[DATASET ENTRIES]:
=== Begin Enclosure ===

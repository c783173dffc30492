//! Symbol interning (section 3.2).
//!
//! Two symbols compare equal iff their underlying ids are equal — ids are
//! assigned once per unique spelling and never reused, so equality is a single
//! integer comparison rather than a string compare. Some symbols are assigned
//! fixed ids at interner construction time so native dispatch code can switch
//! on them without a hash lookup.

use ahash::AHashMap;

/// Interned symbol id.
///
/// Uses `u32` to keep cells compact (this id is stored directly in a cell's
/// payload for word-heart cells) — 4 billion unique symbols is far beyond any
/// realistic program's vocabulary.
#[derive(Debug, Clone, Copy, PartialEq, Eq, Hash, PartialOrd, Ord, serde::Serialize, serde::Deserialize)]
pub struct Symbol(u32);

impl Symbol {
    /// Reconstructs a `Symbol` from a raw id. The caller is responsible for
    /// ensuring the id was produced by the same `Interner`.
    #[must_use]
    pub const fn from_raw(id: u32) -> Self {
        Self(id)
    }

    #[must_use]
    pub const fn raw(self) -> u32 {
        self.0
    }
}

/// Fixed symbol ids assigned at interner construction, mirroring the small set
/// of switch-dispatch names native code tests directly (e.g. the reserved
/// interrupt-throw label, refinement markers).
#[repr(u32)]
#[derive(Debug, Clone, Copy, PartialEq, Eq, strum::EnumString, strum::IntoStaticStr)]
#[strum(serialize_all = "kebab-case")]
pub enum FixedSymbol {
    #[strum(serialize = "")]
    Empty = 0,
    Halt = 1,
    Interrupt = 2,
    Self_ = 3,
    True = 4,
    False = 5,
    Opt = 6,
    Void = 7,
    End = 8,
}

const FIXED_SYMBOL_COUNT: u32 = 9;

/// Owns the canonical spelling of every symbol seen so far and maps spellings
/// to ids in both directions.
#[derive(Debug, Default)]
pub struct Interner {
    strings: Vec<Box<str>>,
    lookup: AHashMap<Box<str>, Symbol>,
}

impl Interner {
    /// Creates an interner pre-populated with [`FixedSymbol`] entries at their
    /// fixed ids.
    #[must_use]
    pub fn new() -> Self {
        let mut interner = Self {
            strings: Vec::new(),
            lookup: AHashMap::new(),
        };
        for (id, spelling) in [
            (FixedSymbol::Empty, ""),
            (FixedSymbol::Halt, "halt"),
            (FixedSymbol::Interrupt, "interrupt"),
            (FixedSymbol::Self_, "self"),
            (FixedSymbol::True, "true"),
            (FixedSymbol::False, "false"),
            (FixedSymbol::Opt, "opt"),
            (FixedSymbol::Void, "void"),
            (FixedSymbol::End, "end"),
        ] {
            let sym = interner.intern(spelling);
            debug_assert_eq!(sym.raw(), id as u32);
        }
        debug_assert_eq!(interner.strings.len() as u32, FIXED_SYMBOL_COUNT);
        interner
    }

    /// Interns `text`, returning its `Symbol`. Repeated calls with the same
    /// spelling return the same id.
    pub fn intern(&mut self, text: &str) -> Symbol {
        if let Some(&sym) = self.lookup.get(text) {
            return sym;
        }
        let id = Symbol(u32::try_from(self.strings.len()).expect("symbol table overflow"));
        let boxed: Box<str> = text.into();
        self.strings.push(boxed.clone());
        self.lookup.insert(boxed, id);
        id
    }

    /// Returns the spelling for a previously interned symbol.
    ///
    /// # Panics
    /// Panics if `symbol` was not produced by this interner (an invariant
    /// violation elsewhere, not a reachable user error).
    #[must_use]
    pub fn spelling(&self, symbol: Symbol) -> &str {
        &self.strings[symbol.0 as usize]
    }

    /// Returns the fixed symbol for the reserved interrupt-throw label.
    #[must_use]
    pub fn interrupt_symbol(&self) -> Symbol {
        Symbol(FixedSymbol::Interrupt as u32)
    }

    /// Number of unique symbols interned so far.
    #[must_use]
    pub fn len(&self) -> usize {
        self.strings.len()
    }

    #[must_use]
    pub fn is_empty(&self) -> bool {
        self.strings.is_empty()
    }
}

=== End Enclosure ===
=== Begin Enclosure ===

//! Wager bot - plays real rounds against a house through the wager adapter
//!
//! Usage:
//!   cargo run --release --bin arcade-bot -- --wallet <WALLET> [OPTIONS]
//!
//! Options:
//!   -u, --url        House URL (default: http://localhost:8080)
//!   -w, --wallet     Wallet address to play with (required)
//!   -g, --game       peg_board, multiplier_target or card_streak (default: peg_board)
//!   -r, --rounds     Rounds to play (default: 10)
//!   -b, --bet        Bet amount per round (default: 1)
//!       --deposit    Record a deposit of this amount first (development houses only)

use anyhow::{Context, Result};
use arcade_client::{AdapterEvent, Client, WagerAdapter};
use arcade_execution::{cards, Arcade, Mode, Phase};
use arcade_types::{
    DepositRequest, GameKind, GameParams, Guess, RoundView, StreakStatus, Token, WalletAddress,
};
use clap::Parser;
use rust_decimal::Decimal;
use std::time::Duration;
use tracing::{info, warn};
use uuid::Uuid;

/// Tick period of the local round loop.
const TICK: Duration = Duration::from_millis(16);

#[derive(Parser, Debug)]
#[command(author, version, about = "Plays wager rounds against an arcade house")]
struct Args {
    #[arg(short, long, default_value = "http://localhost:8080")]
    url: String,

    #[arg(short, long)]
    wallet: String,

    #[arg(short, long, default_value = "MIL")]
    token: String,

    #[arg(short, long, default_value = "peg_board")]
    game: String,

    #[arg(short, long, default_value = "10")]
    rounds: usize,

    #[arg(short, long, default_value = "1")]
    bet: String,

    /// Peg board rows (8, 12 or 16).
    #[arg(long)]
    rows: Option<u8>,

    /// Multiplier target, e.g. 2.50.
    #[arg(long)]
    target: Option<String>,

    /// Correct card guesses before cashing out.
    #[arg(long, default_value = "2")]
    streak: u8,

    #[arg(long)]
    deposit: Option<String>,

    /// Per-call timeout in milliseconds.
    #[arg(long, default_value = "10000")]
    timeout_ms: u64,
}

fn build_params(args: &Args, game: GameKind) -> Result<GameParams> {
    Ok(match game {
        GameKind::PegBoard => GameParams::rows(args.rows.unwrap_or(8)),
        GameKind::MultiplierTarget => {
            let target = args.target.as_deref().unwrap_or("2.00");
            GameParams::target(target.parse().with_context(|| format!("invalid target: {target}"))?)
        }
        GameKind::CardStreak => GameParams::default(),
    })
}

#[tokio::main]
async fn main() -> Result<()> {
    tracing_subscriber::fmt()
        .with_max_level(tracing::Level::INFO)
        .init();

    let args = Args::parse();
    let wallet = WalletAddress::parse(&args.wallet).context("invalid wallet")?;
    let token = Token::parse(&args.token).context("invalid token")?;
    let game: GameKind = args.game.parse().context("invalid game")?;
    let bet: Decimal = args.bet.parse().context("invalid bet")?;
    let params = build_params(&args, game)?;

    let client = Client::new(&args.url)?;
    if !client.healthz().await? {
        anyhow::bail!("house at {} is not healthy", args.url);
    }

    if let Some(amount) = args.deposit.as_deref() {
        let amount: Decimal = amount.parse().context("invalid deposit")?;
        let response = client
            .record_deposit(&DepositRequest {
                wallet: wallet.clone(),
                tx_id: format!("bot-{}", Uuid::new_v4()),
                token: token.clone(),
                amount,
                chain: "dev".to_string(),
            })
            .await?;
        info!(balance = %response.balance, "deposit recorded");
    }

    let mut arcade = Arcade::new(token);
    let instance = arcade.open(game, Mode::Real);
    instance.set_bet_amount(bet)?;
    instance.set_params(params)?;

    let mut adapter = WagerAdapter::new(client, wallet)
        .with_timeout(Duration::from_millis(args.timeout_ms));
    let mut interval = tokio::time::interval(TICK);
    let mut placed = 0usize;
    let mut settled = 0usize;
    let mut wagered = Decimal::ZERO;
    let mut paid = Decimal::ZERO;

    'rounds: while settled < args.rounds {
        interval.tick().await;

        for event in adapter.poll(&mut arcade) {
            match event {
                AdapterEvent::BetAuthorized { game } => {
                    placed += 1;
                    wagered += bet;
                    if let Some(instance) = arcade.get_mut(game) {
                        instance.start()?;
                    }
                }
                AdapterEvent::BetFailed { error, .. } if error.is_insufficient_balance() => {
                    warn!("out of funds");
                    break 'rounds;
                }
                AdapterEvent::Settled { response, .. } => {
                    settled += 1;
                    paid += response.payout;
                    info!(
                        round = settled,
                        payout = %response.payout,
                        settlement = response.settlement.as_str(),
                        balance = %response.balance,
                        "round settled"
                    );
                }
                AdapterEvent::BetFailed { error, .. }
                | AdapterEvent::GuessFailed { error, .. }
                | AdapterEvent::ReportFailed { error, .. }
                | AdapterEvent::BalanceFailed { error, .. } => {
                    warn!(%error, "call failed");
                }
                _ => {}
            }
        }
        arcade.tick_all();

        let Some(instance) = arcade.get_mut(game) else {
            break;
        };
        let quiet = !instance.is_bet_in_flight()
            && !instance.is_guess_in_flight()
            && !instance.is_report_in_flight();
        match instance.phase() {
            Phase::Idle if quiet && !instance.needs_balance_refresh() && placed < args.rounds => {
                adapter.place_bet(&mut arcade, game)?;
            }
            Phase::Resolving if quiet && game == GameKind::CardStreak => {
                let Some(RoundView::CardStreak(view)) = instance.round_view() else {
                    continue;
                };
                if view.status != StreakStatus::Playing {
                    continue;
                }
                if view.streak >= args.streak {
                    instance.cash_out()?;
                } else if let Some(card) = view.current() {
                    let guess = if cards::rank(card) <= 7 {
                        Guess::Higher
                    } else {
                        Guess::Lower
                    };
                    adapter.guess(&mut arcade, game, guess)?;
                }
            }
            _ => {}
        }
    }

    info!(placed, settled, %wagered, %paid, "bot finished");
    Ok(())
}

=== End Enclosure ===

Go to the line with "let args = Args::parse();" in the entries above and repeat every line from there through the line with "let client = Client::new(&args.url)?;", exactly and with no other text.

    let args = Args::parse();
    let wallet = WalletAddress::parse(&args.wallet).context("invalid wallet")?;
    let token = Token::parse(&args.token).context("invalid token")?;
    let game: GameKind = args.game.parse().context("invalid game")?;
    let bet: Decimal = args.bet.parse().context("invalid bet")?;
    let params = build_params(&args, game)?;

    let client = Client::new(&args.url)?;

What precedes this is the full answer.